What is expected: Taking the records line by line, how many lines contain the word "metadata"? Answer with the number only.
[[ Dataset content open ]]
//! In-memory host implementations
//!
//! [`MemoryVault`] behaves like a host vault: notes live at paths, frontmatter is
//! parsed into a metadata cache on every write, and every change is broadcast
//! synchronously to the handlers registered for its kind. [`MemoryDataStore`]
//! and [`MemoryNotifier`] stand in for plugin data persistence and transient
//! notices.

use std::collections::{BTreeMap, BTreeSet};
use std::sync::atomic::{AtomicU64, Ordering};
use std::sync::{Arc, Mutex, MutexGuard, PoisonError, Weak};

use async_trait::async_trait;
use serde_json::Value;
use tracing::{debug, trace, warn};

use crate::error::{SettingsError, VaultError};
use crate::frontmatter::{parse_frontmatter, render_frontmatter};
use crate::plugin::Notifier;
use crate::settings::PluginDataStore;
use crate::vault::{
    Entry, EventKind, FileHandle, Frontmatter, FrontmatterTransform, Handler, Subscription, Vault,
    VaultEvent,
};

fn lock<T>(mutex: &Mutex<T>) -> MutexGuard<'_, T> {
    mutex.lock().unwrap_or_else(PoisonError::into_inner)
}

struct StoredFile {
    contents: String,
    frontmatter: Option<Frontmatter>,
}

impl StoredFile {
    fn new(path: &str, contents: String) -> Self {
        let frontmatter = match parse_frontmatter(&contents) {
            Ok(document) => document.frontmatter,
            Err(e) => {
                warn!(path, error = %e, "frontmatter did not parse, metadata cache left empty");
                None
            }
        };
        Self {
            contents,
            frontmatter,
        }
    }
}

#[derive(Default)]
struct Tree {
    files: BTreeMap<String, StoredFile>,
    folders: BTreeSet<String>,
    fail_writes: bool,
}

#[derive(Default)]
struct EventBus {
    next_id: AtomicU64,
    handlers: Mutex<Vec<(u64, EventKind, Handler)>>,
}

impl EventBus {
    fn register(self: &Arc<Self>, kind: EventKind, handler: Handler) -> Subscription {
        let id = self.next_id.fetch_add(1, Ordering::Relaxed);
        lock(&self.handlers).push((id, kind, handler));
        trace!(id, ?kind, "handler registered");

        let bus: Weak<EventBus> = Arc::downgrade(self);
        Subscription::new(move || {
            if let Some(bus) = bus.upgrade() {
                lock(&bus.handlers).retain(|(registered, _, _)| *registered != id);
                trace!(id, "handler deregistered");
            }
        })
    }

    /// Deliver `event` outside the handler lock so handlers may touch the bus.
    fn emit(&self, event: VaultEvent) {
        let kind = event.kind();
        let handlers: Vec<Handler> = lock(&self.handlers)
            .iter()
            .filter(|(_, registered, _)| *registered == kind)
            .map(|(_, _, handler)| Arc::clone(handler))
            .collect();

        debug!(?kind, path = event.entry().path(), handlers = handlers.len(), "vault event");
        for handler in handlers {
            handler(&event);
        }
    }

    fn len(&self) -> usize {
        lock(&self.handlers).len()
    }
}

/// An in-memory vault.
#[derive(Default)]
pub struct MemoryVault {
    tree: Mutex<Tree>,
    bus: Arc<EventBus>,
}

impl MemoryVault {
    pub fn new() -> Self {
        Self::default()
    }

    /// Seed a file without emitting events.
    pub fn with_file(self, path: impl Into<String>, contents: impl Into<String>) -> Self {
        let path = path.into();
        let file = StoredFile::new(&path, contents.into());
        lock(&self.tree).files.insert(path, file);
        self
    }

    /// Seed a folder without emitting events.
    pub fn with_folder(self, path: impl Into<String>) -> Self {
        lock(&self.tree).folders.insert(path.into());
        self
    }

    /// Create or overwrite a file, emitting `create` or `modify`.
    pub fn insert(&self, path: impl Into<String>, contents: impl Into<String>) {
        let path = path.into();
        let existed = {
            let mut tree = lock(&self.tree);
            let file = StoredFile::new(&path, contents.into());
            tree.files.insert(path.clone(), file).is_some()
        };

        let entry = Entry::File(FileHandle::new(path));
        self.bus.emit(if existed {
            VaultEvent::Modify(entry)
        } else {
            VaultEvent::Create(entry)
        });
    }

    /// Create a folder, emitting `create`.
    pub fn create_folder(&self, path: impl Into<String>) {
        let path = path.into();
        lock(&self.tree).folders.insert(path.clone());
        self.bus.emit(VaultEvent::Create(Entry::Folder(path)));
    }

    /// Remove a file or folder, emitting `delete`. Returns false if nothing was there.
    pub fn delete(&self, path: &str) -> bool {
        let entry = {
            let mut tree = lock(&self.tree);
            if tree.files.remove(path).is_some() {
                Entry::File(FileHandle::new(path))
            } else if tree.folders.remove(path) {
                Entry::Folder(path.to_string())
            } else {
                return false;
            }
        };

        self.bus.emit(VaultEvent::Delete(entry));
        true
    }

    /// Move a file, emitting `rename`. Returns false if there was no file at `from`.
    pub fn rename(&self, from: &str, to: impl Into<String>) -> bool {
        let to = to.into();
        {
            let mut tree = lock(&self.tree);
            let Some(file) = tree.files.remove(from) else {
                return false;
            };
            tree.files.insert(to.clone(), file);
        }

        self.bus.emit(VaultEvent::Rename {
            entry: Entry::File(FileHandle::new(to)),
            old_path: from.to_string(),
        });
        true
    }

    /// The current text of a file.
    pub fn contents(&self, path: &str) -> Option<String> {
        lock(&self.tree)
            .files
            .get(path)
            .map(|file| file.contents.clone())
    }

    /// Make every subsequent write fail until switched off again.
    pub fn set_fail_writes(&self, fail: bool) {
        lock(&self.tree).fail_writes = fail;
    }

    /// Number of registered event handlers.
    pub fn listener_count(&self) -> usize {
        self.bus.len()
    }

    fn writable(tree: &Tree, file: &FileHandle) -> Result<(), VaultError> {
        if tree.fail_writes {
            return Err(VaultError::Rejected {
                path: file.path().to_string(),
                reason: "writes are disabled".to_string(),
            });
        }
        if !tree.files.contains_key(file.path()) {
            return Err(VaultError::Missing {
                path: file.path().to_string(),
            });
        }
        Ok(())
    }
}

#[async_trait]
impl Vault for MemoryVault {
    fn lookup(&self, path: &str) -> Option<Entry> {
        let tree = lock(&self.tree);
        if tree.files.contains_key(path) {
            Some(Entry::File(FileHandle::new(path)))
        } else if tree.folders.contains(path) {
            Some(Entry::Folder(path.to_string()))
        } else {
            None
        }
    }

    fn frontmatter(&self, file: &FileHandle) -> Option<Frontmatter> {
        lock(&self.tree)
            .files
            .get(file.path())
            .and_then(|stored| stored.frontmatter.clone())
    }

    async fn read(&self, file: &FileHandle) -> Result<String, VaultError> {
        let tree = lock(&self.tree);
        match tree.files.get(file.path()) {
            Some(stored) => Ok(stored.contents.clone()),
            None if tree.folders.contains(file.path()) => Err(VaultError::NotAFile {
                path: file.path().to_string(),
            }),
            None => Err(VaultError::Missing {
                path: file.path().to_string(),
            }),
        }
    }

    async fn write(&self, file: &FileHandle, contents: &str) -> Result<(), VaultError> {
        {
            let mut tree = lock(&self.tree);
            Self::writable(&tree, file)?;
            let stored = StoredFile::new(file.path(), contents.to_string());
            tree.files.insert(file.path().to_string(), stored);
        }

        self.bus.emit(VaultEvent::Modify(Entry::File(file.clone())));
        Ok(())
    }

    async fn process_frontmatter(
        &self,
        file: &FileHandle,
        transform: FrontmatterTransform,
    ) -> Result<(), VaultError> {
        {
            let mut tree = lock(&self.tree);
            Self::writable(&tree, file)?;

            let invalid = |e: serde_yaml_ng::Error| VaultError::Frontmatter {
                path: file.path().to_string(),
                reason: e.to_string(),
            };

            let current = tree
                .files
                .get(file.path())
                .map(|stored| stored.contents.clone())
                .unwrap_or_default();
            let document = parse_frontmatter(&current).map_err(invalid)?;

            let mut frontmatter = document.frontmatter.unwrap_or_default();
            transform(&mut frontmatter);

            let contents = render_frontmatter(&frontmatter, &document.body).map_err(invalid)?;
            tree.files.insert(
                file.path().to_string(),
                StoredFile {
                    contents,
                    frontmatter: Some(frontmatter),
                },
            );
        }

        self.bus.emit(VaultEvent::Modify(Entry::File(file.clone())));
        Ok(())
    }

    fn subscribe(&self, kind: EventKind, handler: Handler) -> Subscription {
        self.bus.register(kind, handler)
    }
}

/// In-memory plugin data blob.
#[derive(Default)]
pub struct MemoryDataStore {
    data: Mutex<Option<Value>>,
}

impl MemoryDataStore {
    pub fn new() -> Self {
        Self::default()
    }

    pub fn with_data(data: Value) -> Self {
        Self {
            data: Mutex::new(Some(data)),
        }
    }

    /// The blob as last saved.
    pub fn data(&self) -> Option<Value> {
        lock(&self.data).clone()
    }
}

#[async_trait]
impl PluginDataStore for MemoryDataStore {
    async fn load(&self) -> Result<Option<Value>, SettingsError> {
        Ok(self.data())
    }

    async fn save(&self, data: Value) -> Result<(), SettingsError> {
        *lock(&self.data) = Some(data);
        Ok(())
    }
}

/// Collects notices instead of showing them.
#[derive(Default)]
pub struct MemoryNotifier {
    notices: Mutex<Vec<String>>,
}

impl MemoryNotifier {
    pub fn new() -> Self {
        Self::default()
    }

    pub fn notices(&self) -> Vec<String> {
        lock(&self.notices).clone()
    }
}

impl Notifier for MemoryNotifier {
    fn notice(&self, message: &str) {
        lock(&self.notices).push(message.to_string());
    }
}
[[ Dataset content closed ]]
Expected answer: 2